SCHRADER, DE NIRO, SCORSESE, MORE TALK TO THE HOLLYWOOD REPORTER
Martin Scorsese's Taxi Driver was released 40 years ago, and will get a special screening Thursday, April 21, at the Tribeca Film Festival in New York. Ahead of that, last week The Hollywood Reporter posted an "oral history" of the film. In the following excerpt from the beginning of the article, screenwriter Paul Schrader, producer Michael Phillips, and Scorsese discuss how they became involved, noting the important role Brian De Palma played in suggesting the right person to direct the picture:
PAUL SCHRADER (screenwriter) I had a series of things falling apart, a breakdown of my marriage, a dispute with the AFI, I lost my reviewing job. I didn't have any money and I took to drifting, more or less living in my car, drinking a lot, fantasizing. The Pussycat Theater in L.A. would be open all night long, and I'd go there to sleep. Between the drinking and the morbid thinking and the pornography, I went to the emergency room with a bleeding ulcer. I was about 27, and when I was in the hospital, I realized I hadn't spoken to anyone in almost a month. So that's when the metaphor of the taxi cab occurred to me — this metal coffin that moves through the city with this kid trapped in it who seems to be in the middle of society but is in fact all alone. I knew if I didn't write about this character I was going to start to become him — if I hadn't already. So after I got out of the hospital, I crashed at an ex-girlfriend's place, and I just wrote continuously. The first draft was maybe 60 pages, and I started the next draft immediately, and it took less than two weeks. I sent it to a couple of friends in L.A., but basically there was no one to show it to [until a few years later]. I was interviewing Brian De Palma, and we sort of hit it off, and I said, "You know, I wrote a script," and he said, "OK, I'll read it."MICHAEL PHILLIPS (producer) [My then-wife] Julia and I were living on Nichols Beach, and our next-door neighbors were Margot Kidder and Jennifer Salt, and Brian De Palma was living with Margot at the time. Brian said to me one day, "There's this guy who has written a screenplay. It's not really for me, but I think it's your taste." It was incredibly pure, a very honest piece of work. So I went to my two partners at the time, Julia and Tony Bill, and proposed we acquire it for $1,000, and by a two-to-one vote — Tony and I voted to acquire it, and Julia voted against it — we acquired the option.

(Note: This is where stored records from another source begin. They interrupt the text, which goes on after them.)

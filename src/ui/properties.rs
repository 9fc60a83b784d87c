use std::collections::HashMap;

use crossterm::event::KeyCode;
use tui::{
    backend::Backend,
    layout::{Constraint, Direction, Layout, Rect},
    style::{Color, Modifier, Style},
    text::{Span, Spans},
    widgets::{Block, Borders, List, ListItem, ListState, Paragraph, Wrap},
    Frame,
};

use crate::catalog::Catalog;
use crate::models::{Project, ProjectStatus};
use crate::photos::{card_image, cycle_index, describe_source};
use crate::ui::components::popup::render_confirmation;
use crate::ui::components::text_field::edit_text;
use crate::ui::{render_header, render_help, HeaderInfo, Page};

// Represents the state of the property list screen
pub struct PropertiesState {
    search: String,
    searching: bool,
    status_filter: Option<ProjectStatus>,
    list_state: ListState,
    // Current photo per project id
    photo_index: HashMap<String, usize>,
    // Project id awaiting delete confirmation
    pending_delete: Option<String>,
}

pub enum PropertyAction {
    Quit,
    Refresh,
    Navigate(Page),
    NewProject,
    EditProject(String),   // Contains project id
    DeleteProject(String), // Contains project id
}

impl Default for PropertiesState {
    fn default() -> Self {
        Self::new()
    }
}

impl PropertiesState {
    pub fn new() -> Self {
        let mut list_state = ListState::default();
        list_state.select(Some(0));

        Self {
            search: String::new(),
            searching: false,
            status_filter: None,
            list_state,
            photo_index: HashMap::new(),
            pending_delete: None,
        }
    }

    pub fn search(&self) -> &str {
        &self.search
    }

    pub fn status_filter(&self) -> Option<&ProjectStatus> {
        self.status_filter.as_ref()
    }

    /// All -> Ongoing -> Upcoming -> Finished -> All
    pub fn cycle_status_filter(&mut self) {
        self.status_filter = match &self.status_filter {
            None => Some(ProjectStatus::Ongoing),
            Some(ProjectStatus::Ongoing) => Some(ProjectStatus::Upcoming),
            Some(ProjectStatus::Upcoming) => Some(ProjectStatus::Finished),
            Some(_) => None,
        };
        self.list_state.select(Some(0));
    }

    pub fn visible<'a>(&self, catalog: &'a Catalog) -> Vec<&'a Project> {
        catalog.filter(&self.search, self.status_filter.as_ref())
    }

    pub fn next(&mut self, len: usize) {
        if len == 0 {
            return;
        }

        let i = match self.list_state.selected() {
            Some(i) if i + 1 < len => i + 1,
            _ => 0,
        };
        self.list_state.select(Some(i));
    }

    pub fn previous(&mut self, len: usize) {
        if len == 0 {
            return;
        }

        let i = match self.list_state.selected() {
            Some(0) | None => len - 1,
            Some(i) => (i - 1).min(len - 1),
        };
        self.list_state.select(Some(i));
    }

    /// Keep the selection inside the list after the catalog changed
    fn clamp(&mut self, len: usize) {
        match self.list_state.selected() {
            Some(i) if len > 0 && i >= len => self.list_state.select(Some(len - 1)),
            None if len > 0 => self.list_state.select(Some(0)),
            _ => {}
        }
    }

    pub fn selected_project<'a>(&self, catalog: &'a Catalog) -> Option<&'a Project> {
        let visible = self.visible(catalog);
        self.list_state.selected().and_then(|i| visible.get(i).copied())
    }

    pub fn photo_index(&self, project: &Project) -> usize {
        let index = self.photo_index.get(&project.id).copied().unwrap_or(0);
        if index < project.photos.len() { index } else { 0 }
    }

    /// Step the selected project's photo, wrapping at both ends
    pub fn navigate_photo(&mut self, catalog: &Catalog, direction: isize) {
        let Some(project) = self.selected_project(catalog) else {
            return;
        };
        if project.photos.len() < 2 {
            return;
        }
        let next = cycle_index(self.photo_index(project), direction, project.photos.len());
        self.photo_index.insert(project.id.clone(), next);
    }

    /// Ask to delete the selected project, remembering which one was asked about
    pub fn request_delete(&mut self, catalog: &Catalog) {
        self.pending_delete = self.selected_project(catalog).map(|p| p.id.clone());
    }

    pub fn pending_delete(&self) -> Option<&str> {
        self.pending_delete.as_deref()
    }
}

pub fn render_properties<B: Backend>(
    frame: &mut Frame<B>,
    state: &mut PropertiesState,
    catalog: &Catalog,
    header: &HeaderInfo,
) {
    let size = frame.size();
    let chunks = Layout::default()
        .direction(Direction::Vertical)
        .constraints([
            Constraint::Length(3),
            Constraint::Length(3),
            Constraint::Min(6),
            Constraint::Length(3),
        ].as_ref())
        .split(size);

    render_header(frame, chunks[0], Page::Properties, header);
    render_filters(frame, chunks[1], state);

    let body = Layout::default()
        .direction(Direction::Horizontal)
        .constraints([Constraint::Percentage(45), Constraint::Percentage(55)].as_ref())
        .split(chunks[2]);

    let visible = state.visible(catalog);
    state.clamp(visible.len());

    if visible.is_empty() {
        let message = if catalog.is_empty() && header.loading {
            "Loading projects..."
        } else {
            "No projects found"
        };
        let empty = Paragraph::new(message)
            .block(Block::default().title("Projects").borders(Borders::ALL))
            .style(Style::default().fg(Color::Gray));
        frame.render_widget(empty, chunks[2]);
    } else {
        let items: Vec<ListItem> = visible
            .iter()
            .map(|project| {
                ListItem::new(Spans::from(vec![
                    Span::styled(
                        format!("[{}] ", project.status),
                        Style::default().fg(status_color(&project.status)),
                    ),
                    Span::raw(project.name.as_str()),
                    Span::raw(" - "),
                    Span::raw(project.location.as_str()),
                ]))
            })
            .collect();

        let list = List::new(items)
            .block(
                Block::default()
                    .title(format!("Projects ({})", visible.len()))
                    .borders(Borders::ALL),
            )
            .highlight_style(
                Style::default()
                    .bg(Color::Blue)
                    .fg(Color::White)
                    .add_modifier(Modifier::BOLD),
            );
        frame.render_stateful_widget(list, body[0], &mut state.list_state);

        if let Some(project) = state.list_state.selected().and_then(|i| visible.get(i)) {
            render_card(frame, body[1], project, state.photo_index(project));
        }
    }

    let help = if state.searching {
        "Type to search | <Enter>/<Esc> Done"
    } else if state.selected_project(catalog).is_some() {
        "</> Search | <F> Status filter | <[/]> Photo | <N> New | <E> Edit | <D> Delete | <R> Refresh | <1> Dashboard"
    } else {
        "</> Search | <F> Status filter | <N> New | <R> Refresh | <1> Dashboard"
    };
    render_help(frame, chunks[3], help);

    if state.pending_delete.is_some() {
        render_confirmation(
            frame,
            "Confirm Delete",
            &["Are you sure you want to delete this project?"],
        );
    }
}

fn status_color(status: &ProjectStatus) -> Color {
    match status {
        ProjectStatus::Ongoing => Color::Green,
        ProjectStatus::Upcoming => Color::Blue,
        _ => Color::Gray,
    }
}

fn render_filters<B: Backend>(frame: &mut Frame<B>, area: Rect, state: &PropertiesState) {
    let search_style = if state.searching {
        Style::default().fg(Color::Yellow)
    } else {
        Style::default()
    };
    let cursor = if state.searching { "|" } else { "" };
    let filter = state
        .status_filter
        .as_ref()
        .map(|s| s.as_str())
        .unwrap_or("All");

    let line = Paragraph::new(Spans::from(vec![
        Span::styled("Search: ", search_style),
        Span::raw(format!("{}{}", state.search, cursor)),
        Span::raw("    Status: "),
        Span::styled(filter, Style::default().add_modifier(Modifier::BOLD)),
    ]))
    .block(Block::default().borders(Borders::ALL));

    frame.render_widget(line, area);
}

fn render_card<B: Backend>(frame: &mut Frame<B>, area: Rect, project: &Project, photo_index: usize) {
    let photo_line = if project.photos.is_empty() {
        format!("Photo: {}", describe_source(&card_image(project)))
    } else {
        let src = project
            .photos
            .get(photo_index)
            .map(String::as_str)
            .unwrap_or_default();
        format!(
            "Photo {}/{}: {}",
            photo_index + 1,
            project.photos.len(),
            describe_source(src)
        )
    };

    let bold = Style::default().add_modifier(Modifier::BOLD);
    let text = vec![
        Spans::from(Span::styled(project.name.as_str(), bold)),
        Spans::from(vec![
            Span::raw("Status: "),
            Span::styled(
                project.status.as_str(),
                Style::default().fg(status_color(&project.status)),
            ),
        ]),
        Spans::from(format!("Location: {}", project.location)),
        Spans::from(""),
        Spans::from(project.description.as_str()),
        Spans::from(""),
        Spans::from(photo_line),
    ];

    let card = Paragraph::new(text)
        .wrap(Wrap { trim: false })
        .block(Block::default().title("Project").borders(Borders::ALL));
    frame.render_widget(card, area);
}

pub fn handle_input(state: &mut PropertiesState, key: KeyCode, catalog: &Catalog) -> Option<PropertyAction> {
    if state.searching {
        match key {
            KeyCode::Enter | KeyCode::Esc => state.searching = false,
            other => {
                if edit_text(&mut state.search, other) {
                    state.list_state.select(Some(0));
                }
            }
        }
        return None;
    }

    if state.pending_delete.is_some() {
        match key {
            KeyCode::Char('y') => {
                return state.pending_delete.take().map(PropertyAction::DeleteProject);
            }
            KeyCode::Char('n') | KeyCode::Char('q') | KeyCode::Esc => {
                state.pending_delete = None;
            }
            _ => {}
        }
        return None;
    }

    let len = state.visible(catalog).len();
    match key {
        KeyCode::Char('q') => return Some(PropertyAction::Quit),
        KeyCode::Esc | KeyCode::Char('1') => return Some(PropertyAction::Navigate(Page::Dashboard)),
        KeyCode::Char('3') => return Some(PropertyAction::Navigate(Page::Settings)),
        KeyCode::Char('r') => return Some(PropertyAction::Refresh),
        KeyCode::Char('n') => return Some(PropertyAction::NewProject),
        KeyCode::Char('/') => state.searching = true,
        KeyCode::Char('f') => state.cycle_status_filter(),
        KeyCode::Char('[') | KeyCode::Left => state.navigate_photo(catalog, -1),
        KeyCode::Char(']') | KeyCode::Right => state.navigate_photo(catalog, 1),
        KeyCode::Down => state.next(len),
        KeyCode::Up => state.previous(len),
        KeyCode::Char('e') | KeyCode::Enter => {
            if let Some(project) = state.selected_project(catalog) {
                return Some(PropertyAction::EditProject(project.id.clone()));
            }
        }
        KeyCode::Char('d') => state.request_delete(catalog),
        _ => {}
    }
    None
}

MARTIN SCORSESE (director) Brian gave me the script. I reacted very viscerally, almost mystically to it and its tone and the struggle of the character. But I was still trying to get them to take me seriously as a filmmaker. I'd done a low-budget independent film called Who's That Knocking [at My Door] and an exploitation film for Roger Corman called Boxcar Bertha. I liked Julia a lot, but she kept pushing me away, dismissive, but funny. She'd just tell me, "Come around again when you've done something more than Boxcar Bertha."

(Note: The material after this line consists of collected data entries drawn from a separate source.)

#[tokio::main]
async fn main() -> Result<()> {
    let cli = Cli::parse();

    // Load configuration
    let mut config = config::init()?;
    cli.apply_overrides(&mut config);

    match cli.command.clone().unwrap_or(Commands::Tui) {
        Commands::Tui => run_dashboard(&config).await,
        Commands::List => {
            init_stderr_logging();
            run_list(&config).await
        }
        Commands::Export { format, output } => {
            init_stderr_logging();
            run_export(&config, format, &output).await
        }
    }
}

async fn fetch_catalog(config: &Config) -> Result<Catalog> {
    let client = ApiClient::new(config)?;
    let outcome = fetch_with_retry(&client, RetryPolicy::from_config(config), &CancellationToken::new()).await;
    Ok(Catalog::new(outcome.into_projects().unwrap_or_default()))
}

async fn run_list(config: &Config) -> Result<()> {
    let catalog = fetch_catalog(config).await?;

    if catalog.is_empty() {
        println!("No projects found");
        return Ok(());
    }

    println!("{:<15} {:<30} {:<24} {:<10} {}", "ID", "NAME", "LOCATION", "STATUS", "PHOTOS");
    for project in catalog.projects() {
        println!(
            "{:<15} {:<30} {:<24} {:<10} {}",
            project.id,
            project.name,
            project.location,
            project.status,
            project.photos.len()
        );
    }
    Ok(())
}

async fn run_export(config: &Config, format: ExportFormat, output: &Path) -> Result<()> {
    let catalog = fetch_catalog(config).await?;
    let settings = Settings::default();

    let contents = match format {
        ExportFormat::Json => report::export_json(catalog.projects(), &settings)?,
        ExportFormat::Html => report::render_dashboard_html(&catalog, &settings, &today()),
    };

    tokio::fs::write(output, contents)
        .await
        .with_context(|| format!("Failed to write {}", output.display()))?;

    println!("Wrote {} projects to {}", catalog.len(), output.display());
    Ok(())
}

async fn run_dashboard(config: &Config) -> Result<()> {
    init_file_logging(&config.log_file)?;
    tracing::info!(list_url = %config.list_url, "Starting dashboard");

    let mut app_state = AppState::new(config)?;

    // Setup terminal
    terminal::enable_raw_mode()?;
    let mut terminal = undo_on_error(setup_terminal, || {
        let _ = execute!(io::stdout(), LeaveAlternateScreen, DisableMouseCapture);
        let _ = terminal::disable_raw_mode();
    })?;

    app_state.refresh();

    // Run the main app loop
    let result = run_app(&mut terminal, &mut app_state).await;

    // Restore terminal
    terminal::disable_raw_mode()?;
    execute!(
        terminal.backend_mut(),
        LeaveAlternateScreen,
        DisableMouseCapture
    )?;
    terminal.show_cursor()?;

    // Show any error message
    if let Err(err) = result {
        tracing::error!(error = %err, "Dashboard exited with error");
        println!("Error: {}", err);
    }

    Ok(())
}

fn setup_terminal() -> Result<Terminal<CrosstermBackend<io::Stdout>>> {
    let mut stdout = io::stdout();
    execute!(stdout, EnterAlternateScreen, EnableMouseCapture)?;
    let backend = CrosstermBackend::new(stdout);
    Ok(Terminal::new(backend)?)
}

/// Run `setup`; if it fails, run `undo` before handing back the error
fn undo_on_error<T>(setup: impl FnOnce() -> Result<T>, undo: impl FnOnce()) -> Result<T> {
    let result = setup();
    if result.is_err() {
        undo();
    }
    result
}

async fn run_app<B: Backend>(terminal: &mut Terminal<B>, app_state: &mut AppState) -> Result<()> {
    loop {
        app_state.drain_fetches();

        terminal.draw(|f| draw(f, app_state))?;

        if !event::poll(Duration::from_millis(100))? {
            continue;
        }
        let Event::Key(key) = event::read()? else {
            continue;
        };
        if key.kind != KeyEventKind::Press {
            continue;
        }

        // Any key dismisses an alert
        if app_state.alert.take().is_some() {
            continue;
        }

        if handle_key(app_state, key.code).await? {
            break;
        }
    }

    Ok(())
}

fn draw<B: Backend>(f: &mut Frame<B>, app_state: &mut AppState) {
    let header = HeaderInfo {
        company: &app_state.settings.company_name,
        today: &app_state.today,
        loading: app_state.fetcher.in_flight(),
    };

    match app_state.screen {
        AppScreen::Dashboard => {
            render_dashboard(f, &app_state.dashboard_state, &app_state.catalog, &header);
        }
        AppScreen::Properties => {
            render_properties(f, &mut app_state.properties_state, &app_state.catalog, &header);
        }
        AppScreen::PropertyWizard => {
            if let Some(state) = &app_state.wizard_state {
                render_property_wizard(f, state);
            }
        }
        AppScreen::Settings => {
            render_settings(f, &app_state.settings_state, &header);
        }
    }

    if let Some(alert) = &app_state.alert {
        render_alert(f, alert);
    }
}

PHILLIPS It took several years to get made. One day Paul suggested we see a rough cut of [Scorsese's] Mean Streets, and midway through, I really felt this is our guy. Johnny Boy [played by Robert De Niro] is our actor. So we made a proposal to Marty and Bob's agent. They both had to do it or neither. I mean it was silly, in retrospect.
ROBERT DE NIRO (Travis Bickle) We all liked the script a lot and wanted to do it and were committed to it.
MICHAEL CHAPMAN (cinematographer) I realized years later that it's a kind of folk tale or urban legend. It's a werewolf movie in a weird way. Even his hair changes. There are these things that are wandering around in the night that are dangerous. In this case, the werewolf saves the girl, instead of killing the girl.
PHILLIPS We went about trying to shop it, and it was rejected. Then Marty went off to do Alice Doesn't Live Here Anymore and Bobby went off to do Godfather [Part II] and 1900.
SCORSESE I remember Robert De Niro winning that Oscar for Godfather: Part II. That night Francis Coppola accepted for Bob, who was shooting another film, and I was there, and Francis told me, "It's going to be good for your film."